When whole blood or packed red blood cells are stored in either ACD or CPD, a series of well-defined biochemical changes, designated collectively as the storage lesion, takes place in the erythrocytes (Table 140-2). The concentration of red cell ATP falls gradually during storage.24,26 As ATP is dephosphorylated, the levels of ADP and AMP rise at first but diminish with time as AMP is irreversibly deaminated to IMP, which is ultimately broken down to hypoxanthine.27 When the ATP level declines to 0.4 mM or less, the capacity of red blood cells to phosphorylate glucose is impaired, and their viability is lost. The level of 2,3-BPG and consequently the hemoglobin oxygen affinity changes rapidly in ACD blood. Some 40 percent of the 2,3-BPG is lost in the first week of storage, resulting in a significant increase in oxygen affinity. After 2 weeks’ storage, nearly all the 2,3-BPG has disappeared from blood stored in ACD solution. The loss of 2,3-BPG occurs more slowly in blood stored in CPD solution, because of its higher pH.28 The oxygen affinity and 2,3-BPG levels remain nearly normal during the first week of storage, and then fall rapidly. Potassium rapidly leaks from the stored blood cells, and sodium seeps in29 because the sodium-potassium ATPase is exquisitely sensitive to changes in temperature. The osmotic fragility of the red blood cells gradually increases, but this change is largely an artifact produced by the intracellular accumulation of lactate.15 Some erythrocytes undergo spontaneous lysis, causing a rise of plasma hemoglobin levels. Di-(2-ethylhexyl) phthalate plasticizer leached from the polyvinyl chloride plastic in which whole blood and red cell preparations are stored retards hemolysis and improves the viability of the cells when they are reinfused.30 Microvesicles filled with hemoglobin begin to form.31 Erythrocytes stored at 4°C also show a progressive increase in rigidity as measured by their rate of flow through filters. Their loss of deformability correlates to some extent with the loss of ATP.32 Because some residual leukocytes are invariably present, various cytokines are also found in stored blood,33 and these may play a role in some transfusion reactions. This seems particularly to be the case when certain types of apparatus are used for intraoperative salvage of erythrocytes.34 Blood stored in ACD or CPD will yield a 70 percent 24-h survival of transfused red blood cells for up to 21 days of storage.

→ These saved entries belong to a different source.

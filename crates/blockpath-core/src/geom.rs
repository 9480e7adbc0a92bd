//! Geometry primitives: [`Point`] and [`Range`].

use std::fmt;
use std::ops::{Add, Sub};

/// A 2D integer grid coordinate. X grows right, Y grows down.
///
/// Two points are equal iff both components match.
#[derive(Copy, Clone, Debug, Default, PartialEq, Eq, Hash)]
#[cfg_attr(feature = "serde", derive(serde::Serialize, serde::Deserialize))]
pub struct Point {
    pub x: i32,
    pub y: i32,
}

impl Point {
    /// Origin (0, 0).
    pub const ZERO: Self = Self { x: 0, y: 0 };

    #[inline]
    pub const fn new(x: i32, y: i32) -> Self {
        Self { x, y }
    }
}

impl fmt::Display for Point {
    fn fmt(&self, f: &mut fmt::Formatter<'_>) -> fmt::Result {
        write!(f, "({}, {})", self.x, self.y)
    }
}

impl Add for Point {
    type Output = Self;
    #[inline]
    fn add(self, rhs: Self) -> Self {
        Self::new(self.x + rhs.x, self.y + rhs.y)
    }
}

impl Sub for Point {
    type Output = Self;
    #[inline]
    fn sub(self, rhs: Self) -> Self {
        Self::new(self.x - rhs.x, self.y - rhs.y)
    }
}

/// A half-open rectangle \[min, max) of grid coordinates, addressed in
/// row-major order.
#[derive(Copy, Clone, Debug, Default, PartialEq, Eq, Hash)]
#[cfg_attr(feature = "serde", derive(serde::Serialize, serde::Deserialize))]
pub struct Range {
    pub min: Point,
    pub max: Point,
}

impl Range {
    /// The rectangle spanned by two corners, in either order.
    #[inline]
    pub fn new(x0: i32, y0: i32, x1: i32, y1: i32) -> Self {
        let (lo_x, hi_x) = if x0 <= x1 { (x0, x1) } else { (x1, x0) };
        let (lo_y, hi_y) = if y0 <= y1 { (y0, y1) } else { (y1, y0) };
        Self {
            min: Point::new(lo_x, lo_y),
            max: Point::new(hi_x, hi_y),
        }
    }

    #[inline]
    pub fn width(self) -> i32 {
        self.max.x - self.min.x
    }

    #[inline]
    pub fn height(self) -> i32 {
        self.max.y - self.min.y
    }

    /// Number of cells covered.
    #[inline]
    pub fn len(self) -> usize {
        if self.is_empty() {
            0
        } else {
            self.width() as usize * self.height() as usize
        }
    }

    #[inline]
    pub fn is_empty(self) -> bool {
        self.width() <= 0 || self.height() <= 0
    }

    #[inline]
    pub fn contains(self, p: Point) -> bool {
        (self.min.x..self.max.x).contains(&p.x) && (self.min.y..self.max.y).contains(&p.y)
    }

    /// Row-major index of `p`, or `None` outside the range.
    #[inline]
    pub fn index_of(self, p: Point) -> Option<usize> {
        if !self.contains(p) {
            return None;
        }
        let col = (p.x - self.min.x) as usize;
        let row = (p.y - self.min.y) as usize;
        Some(row * self.width() as usize + col)
    }

    /// The point at row-major index `idx`; inverse of
    /// [`index_of`](Range::index_of).
    #[inline]
    pub fn point_at(self, idx: usize) -> Point {
        let w = self.width().max(1) as usize;
        Point::new(
            self.min.x + (idx % w) as i32,
            self.min.y + (idx / w) as i32,
        )
    }

    /// Row-major iterator over every point in the range.
    #[inline]
    pub fn iter(self) -> RangeIter {
        RangeIter {
            range: self,
            next: 0,
        }
    }
}

impl IntoIterator for Range {
    type Item = Point;
    type IntoIter = RangeIter;
    #[inline]
    fn into_iter(self) -> RangeIter {
        self.iter()
    }
}

impl fmt::Display for Range {
    fn fmt(&self, f: &mut fmt::Formatter<'_>) -> fmt::Result {
        write!(f, "[{}-{})", self.min, self.max)
    }
}

/// Row-major iterator over the points in a [`Range`].
#[derive(Clone, Debug)]
pub struct RangeIter {
    range: Range,
    next: usize,
}

impl Iterator for RangeIter {
    type Item = Point;

    #[inline]
    fn next(&mut self) -> Option<Point> {
        if self.next >= self.range.len() {
            return None;
        }
        let p = self.range.point_at(self.next);
        self.next += 1;
        Some(p)
    }
}

#[cfg(test)]
mod tests {
    use super::*;
    use std::collections::HashSet;

    #[test]
    fn points_add_and_subtract() {
        let p = Point::new(2, 5);
        assert_eq!(p + Point::new(0, -1), Point::new(2, 4));
        assert_eq!(Point::new(3, 5) - p, Point::new(1, 0));
    }

    #[test]
    fn points_hash_by_both_components() {
        let set: HashSet<Point> = [Point::new(1, 1), Point::new(1, 1), Point::new(1, 2)]
            .into_iter()
            .collect();
        assert_eq!(set.len(), 2);
        assert_ne!(Point::new(2, 3), Point::new(3, 2));
    }

    #[test]
    fn display_formats() {
        assert_eq!(Point::new(4, -1).to_string(), "(4, -1)");
        assert_eq!(Range::new(0, 0, 2, 3).to_string(), "[(0, 0)-(2, 3))");
    }

    #[test]
    fn corners_in_any_order() {
        assert_eq!(Range::new(3, 2, 0, 0), Range::new(0, 0, 3, 2));
    }

    #[test]
    fn contains_is_half_open() {
        let r = Range::new(0, 0, 3, 2);
        assert_eq!(r.len(), 6);
        assert!(r.contains(Point::new(0, 0)));
        assert!(r.contains(Point::new(2, 1)));
        assert!(!r.contains(Point::new(3, 0)));
        assert!(!r.contains(Point::new(0, 2)));
        assert!(!r.contains(Point::new(-1, 0)));
    }

    #[test]
    fn iter_walks_rows_top_down() {
        let pts: Vec<_> = Range::new(0, 0, 3, 2).iter().collect();
        assert_eq!(
            pts,
            vec![
                Point::new(0, 0),
                Point::new(1, 0),
                Point::new(2, 0),
                Point::new(0, 1),
                Point::new(1, 1),
                Point::new(2, 1),
            ]
        );
    }

    #[test]
    fn empty_range_has_no_cells() {
        let r = Range::new(0, 0, 0, 5);
        assert!(r.is_empty());
        assert_eq!(r.len(), 0);
        assert_eq!(r.iter().count(), 0);
        assert_eq!(r.index_of(Point::ZERO), None);
    }

    #[test]
    fn index_of_is_row_major() {
        let r = Range::new(0, 0, 4, 3);
        assert_eq!(r.index_of(Point::new(1, 2)), Some(9));
        assert_eq!(r.point_at(9), Point::new(1, 2));
        assert_eq!(r.index_of(Point::new(4, 0)), None);
    }
}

Major efforts have been directed toward development of preservative solutions that will maintain adequate erythrocyte levels of ATP and 2,3-BPG. Adenine and inosine are two additives that have been extensively studied. Addition of adenine to give a final concentration of 0.25 to 0.75 mM at the beginning of storage helps to prevent the loss of ATP,35 since it can serve as a substrate for synthesis of adenine nucleotides (see Chap. 26). The addition of adenine does not prevent the loss of 2,3-BPG and may slightly hasten its depletion.
The addition of adenine alone at the end of storage is not helpful if red blood cells have lost a substantial portion of their ATP. Under these circumstances, they are unable to phosphorylate glucose and thus are unable to synthesize adenine nucleotides, or to phosphorylate ADP and AMP to ATP. If inosine is supplied, ATP formation can occur even when red cell ATP levels are very low. The phosphorolysis of inosine yields ribose-1-phosphate, which can be metabolized to yield high-energy phosphates and maintain 2,3-BPG levels (see Chap. 26). The addition of inosine either at the beginning of storage or before infusion of ATP-depleted blood markedly improves the storage viability of red blood cells,35 but a concentration of inosine of about 10 mM is required. Infusion of inosine or of the hypoxanthine formed by its catabolism may result in dangerous hyperuricemia.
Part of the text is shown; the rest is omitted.